The EIS was prepared pursuant to the Department of the Interior’s 2012-2017 OCS Oil & Gas Leasing Program, which proposes one lease sale (OCS Oil & Gas Lease Sale 244) in Cook Inlet in June 2017. Publication of this EIS does not mean the decision has been made to hold the lease sale. Rather, the Department of the Interior will use the findings therein to inform their decision whether to hold the lease sale.
The EIS analyzes the important environmental resources and uses (e.g., sea otter and beluga whale populations; subsistence activities; commercial fishing of pacific salmon and halibut; and more) that currently exist within the Cook Inlet planning area and identifies robust mitigation measures to be considered in leasing the area. After analyzing a range of alternatives to be considered for leasing, the EIS also identifies an agency preferred alternative.
“Cook Inlet is a complex area, with multiple uses, significant resource potential and important environmental areas,” said BOEM Director Abigail Ross Hopper. “The Final EIS identifies important mitigations to appropriately protect sensitive species and habitat. BOEM’s experts have done an excellent job analyzing the possible environmental impacts of this potential lease sale.”
In November 2013, BOEM identified areas for potential leasing as part of Lease Sale 244. In preparing the Area Identification, BOEM used scientific information and stakeholder feedback to proactively determine which parts of the planning area would be carried forward for environmental analysis, focusing on those specific areas that have the greatest resource potential and industry interest while reducing potential conflicts with environmental and subsistence considerations.
Specifically, the area identified for the potential Cook Inlet lease sale is close to existing leases in Cook Inlet’s state waters; avoids nearly all of the areas designated as critical habitat for the beluga whale and the northern sea otter; avoids the critical habitat for the Steller sea lion; and excludes much of the subsistence-use area for the Native villages of Nanwalek, Port Graham and Seldovia, as requested by the tribal governments.

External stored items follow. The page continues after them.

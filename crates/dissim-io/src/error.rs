//! I/O error types for dissim-io.

use std::path::PathBuf;

use dissim_embed::EmbedError;

/// Errors from file I/O, CSV parsing, channel alignment, and output writing.
#[derive(Debug, thiserror::Error)]
pub enum IoError {
    /// Returned when the input file does not exist or is unreadable.
    #[error("file not found: {path}")]
    FileNotFound {
        /// Path that was attempted.
        path: PathBuf,
        /// Underlying I/O error.
        source: std::io::Error,
    },

    /// Returned when the CSV parser encounters a malformed record.
    #[error("CSV parse error in {path} at byte offset {offset}")]
    CsvParse {
        /// Path to the CSV file.
        path: PathBuf,
        /// Byte offset where the error occurred.
        offset: u64,
        /// Underlying CSV error.
        source: csv::Error,
    },

    /// Returned when the header has no time-step columns after the id column.
    #[error("no time-step columns in {path}")]
    NoTimeSteps {
        /// Path to the CSV file.
        path: PathBuf,
    },

    /// Returned when the CSV file contains a header but zero data rows.
    #[error("empty dataset (no data rows) in {path}")]
    EmptyDataset {
        /// Path to the CSV file.
        path: PathBuf,
    },

    /// Returned when a data row has a different number of columns than the header.
    #[error(
        "inconsistent row length in {path}: row {row_index} (sample {sample_id}) has {got} columns, expected {expected}"
    )]
    InconsistentRowLength {
        /// Path to the CSV file.
        path: PathBuf,
        /// Zero-based row index (excluding header).
        row_index: usize,
        /// Id of the offending row.
        sample_id: String,
        /// Expected number of columns (from header).
        expected: usize,
        /// Actual number of columns in this row.
        got: usize,
    },

    /// Returned when a cell is infinite or not a number. Empty and `NaN`
    /// cells are accepted as missing values.
    #[error("invalid value in {path}: row {row_index}, column {col_index}, raw value \"{raw}\"")]
    InvalidValue {
        /// Path to the CSV file.
        path: PathBuf,
        /// Zero-based row index (excluding header).
        row_index: usize,
        /// Zero-based column index (excluding the id column).
        col_index: usize,
        /// The raw cell text.
        raw: String,
    },

    /// Returned when the same sample id appears more than once.
    #[error(
        "duplicate sample id \"{sample_id}\" in {path}: first at row {first_row}, again at row {second_row}"
    )]
    DuplicateSampleId {
        /// Path to the CSV file.
        path: PathBuf,
        /// The duplicated id.
        sample_id: String,
        /// Zero-based row index of the first occurrence.
        first_row: usize,
        /// Zero-based row index of the second occurrence.
        second_row: usize,
    },

    /// Returned when a channel lacks a sample present in the first channel.
    #[error("channel {channel} has no row for sample \"{sample_id}\"")]
    MissingSample {
        /// Zero-based channel index.
        channel: usize,
        /// The missing id.
        sample_id: String,
    },

    /// Returned when the experiment name contains characters outside `[a-zA-Z0-9_-]`.
    #[error("invalid experiment name \"{name}\": must match [a-zA-Z0-9_-]+")]
    InvalidExperimentName {
        /// The invalid name.
        name: String,
    },

    /// Returned when ids, feature rows, or column names disagree in count.
    #[error("cannot write {what}: expected {expected}, got {got}")]
    OutputShape {
        /// Which dimension disagrees.
        what: &'static str,
        /// Expected count.
        expected: usize,
        /// Actual count.
        got: usize,
    },

    /// Returned when the output directory cannot be created.
    #[error("cannot create output directory {path}")]
    OutputDirCreate {
        /// Path that was attempted.
        path: PathBuf,
        /// Underlying I/O error.
        source: std::io::Error,
    },

    /// Returned when a result file cannot be written.
    #[error("cannot write file {path}")]
    WriteFile {
        /// Path that was attempted.
        path: PathBuf,
        /// Underlying I/O error.
        source: std::io::Error,
    },

    /// Returned when a CSV output record cannot be written.
    #[error("cannot write CSV {path}")]
    WriteCsv {
        /// Path that was attempted.
        path: PathBuf,
        /// Underlying CSV error.
        source: csv::Error,
    },

    /// Returned when a JSON artifact cannot be serialized.
    #[error("cannot serialize {path}")]
    Serialize {
        /// Destination path.
        path: PathBuf,
        /// Underlying serializer error.
        source: serde_json::Error,
    },

    /// Returned when parsed values fail sample-matrix validation.
    #[error(transparent)]
    Samples(#[from] EmbedError),
}
//! Band constraint types for DTW computation.

use std::ops::Range;

/// Constraint on the DTW warping window.
#[derive(Debug, Clone, Copy, Default, PartialEq, Eq)]
pub enum BandConstraint {
    /// No constraint: the full cost matrix is computed.
    #[default]
    Unconstrained,

    /// Sakoe-Chiba band: cell (i,j) is valid only if |i - j| <= radius.
    SakoeChibaRadius(usize),
}

impl BandConstraint {
    /// Build a constraint from an optional window radius.
    ///
    /// `None` means unconstrained.
    #[must_use]
    pub fn from_window(window: Option<usize>) -> Self {
        match window {
            None => Self::Unconstrained,
            Some(r) => Self::SakoeChibaRadius(r),
        }
    }

    /// Widen a Sakoe-Chiba radius so the band still reaches the final cell
    /// when the two series differ in length by `len_diff`.
    #[must_use]
    pub fn widened(self, len_diff: usize) -> Self {
        match self {
            Self::Unconstrained => Self::Unconstrained,
            Self::SakoeChibaRadius(r) => Self::SakoeChibaRadius(r.max(len_diff)),
        }
    }

    /// Return the valid column range for a given row in the cost matrix.
    ///
    /// For unconstrained DTW, returns `0..n_cols`.
    /// For Sakoe-Chiba, returns the intersection of `[row - r, row + r]` with `[0, n_cols)`.
    #[must_use]
    pub fn column_range(&self, row: usize, n_cols: usize) -> Range<usize> {
        match self {
            Self::Unconstrained => 0..n_cols,
            Self::SakoeChibaRadius(r) => {
                let start = row.saturating_sub(*r);
                let end = (row + r + 1).min(n_cols);
                start..end
            }
        }
    }

    /// Return the maximum band width for a row of `m` columns.
    ///
    /// For unconstrained DTW, returns `m` (full width).
    /// For Sakoe-Chiba with radius `r`, returns `min(2*r + 1, m)`.
    #[must_use]
    pub fn band_width(&self, m: usize) -> usize {
        match self {
            Self::Unconstrained => m,
            Self::SakoeChibaRadius(r) => (2 * r + 1).min(m),
        }
    }
}
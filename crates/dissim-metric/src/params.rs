//! Extra keyword parameters forwarded to metric calls.

use std::collections::BTreeMap;

use serde::{Deserialize, Serialize};

use crate::error::MetricError;

/// A single metric parameter value.
#[derive(Debug, Clone, Copy, PartialEq, Serialize, Deserialize)]
#[serde(untagged)]
pub enum ParamValue {
    /// Integer value (window radii, sentinels).
    Int(i64),
    /// Floating point value.
    Float(f64),
    /// Boolean flag.
    Bool(bool),
}

/// Named parameters passed through to every metric call.
///
/// Each transformer owns its own copy; there is no shared default instance.
/// Parameters a metric does not understand are ignored by that metric.
#[derive(Debug, Clone, Default, PartialEq, Serialize, Deserialize)]
#[serde(transparent)]
pub struct MetricParams(BTreeMap<String, ParamValue>);

impl MetricParams {
    /// Create an empty parameter set.
    #[must_use]
    pub fn new() -> Self {
        Self::default()
    }

    /// Set an integer parameter.
    #[must_use]
    pub fn with_int(mut self, name: &str, value: i64) -> Self {
        self.insert(name, ParamValue::Int(value));
        self
    }

    /// Set a floating point parameter.
    #[must_use]
    pub fn with_float(mut self, name: &str, value: f64) -> Self {
        self.insert(name, ParamValue::Float(value));
        self
    }

    /// Set a boolean parameter.
    #[must_use]
    pub fn with_bool(mut self, name: &str, value: bool) -> Self {
        self.insert(name, ParamValue::Bool(value));
        self
    }

    /// Insert or replace a parameter, returning the previous value.
    pub fn insert(&mut self, name: &str, value: ParamValue) -> Option<ParamValue> {
        self.0.insert(name.to_string(), value)
    }

    /// Return the raw value of a parameter.
    #[must_use]
    pub fn get(&self, name: &str) -> Option<ParamValue> {
        self.0.get(name).copied()
    }

    /// Return true if the parameter is present.
    #[must_use]
    pub fn contains(&self, name: &str) -> bool {
        self.0.contains_key(name)
    }

    /// Return the number of parameters.
    #[must_use]
    pub fn len(&self) -> usize {
        self.0.len()
    }

    /// Return true if no parameters are set.
    #[must_use]
    pub fn is_empty(&self) -> bool {
        self.0.is_empty()
    }

    /// Iterate over `(name, value)` pairs in name order.
    pub fn iter(&self) -> impl Iterator<Item = (&str, ParamValue)> + '_ {
        self.0.iter().map(|(k, v)| (k.as_str(), *v))
    }

    /// Read an integer parameter.
    ///
    /// Floats with an integral value are accepted.
    ///
    /// # Errors
    ///
    /// | Variant | Condition |
    /// |---|---|
    /// | [`MetricError::InvalidParam`] | Value is a bool or a non-integral float |
    pub fn get_int(&self, name: &str) -> Result<Option<i64>, MetricError> {
        match self.get(name) {
            None => Ok(None),
            Some(ParamValue::Int(v)) => Ok(Some(v)),
            Some(ParamValue::Float(v)) if v.fract() == 0.0 && v.is_finite() => Ok(Some(v as i64)),
            Some(other) => Err(MetricError::invalid_param(
                name,
                format!("expected an integer, got {other:?}"),
            )),
        }
    }

    /// Read a floating point parameter. Integers are widened.
    ///
    /// # Errors
    ///
    /// | Variant | Condition |
    /// |---|---|
    /// | [`MetricError::InvalidParam`] | Value is a bool |
    pub fn get_float(&self, name: &str) -> Result<Option<f64>, MetricError> {
        match self.get(name) {
            None => Ok(None),
            Some(ParamValue::Float(v)) => Ok(Some(v)),
            Some(ParamValue::Int(v)) => Ok(Some(v as f64)),
            Some(other) => Err(MetricError::invalid_param(
                name,
                format!("expected a number, got {other:?}"),
            )),
        }
    }

    /// Read a non-negative size parameter such as a band radius.
    ///
    /// # Errors
    ///
    /// | Variant | Condition |
    /// |---|---|
    /// | [`MetricError::InvalidParam`] | Value is negative or not an integer |
    pub fn get_usize(&self, name: &str) -> Result<Option<usize>, MetricError> {
        match self.get_int(name)? {
            None => Ok(None),
            Some(v) if v < 0 => Err(MetricError::invalid_param(
                name,
                format!("must be non-negative, got {v}"),
            )),
            Some(v) => Ok(Some(v as usize)),
        }
    }
}

impl FromIterator<(String, ParamValue)> for MetricParams {
    fn from_iter<I: IntoIterator<Item = (String, ParamValue)>>(iter: I) -> Self {
        Self(iter.into_iter().collect())
    }
}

In October 2014 BOEM published a Notice of Intent to Prepare an EIS in the Federal Register. It opened a public comment period and hosted scoping meetings in Seldovia, Homer, Nanwalek, Soldotna and Anchorage. The input received during that comment period was used to prepare a draft EIS, published in July 2016. Further public input received on that draft, including public hearings in Anchorage, Kenai, and Homer, was used to prepare the final EIS.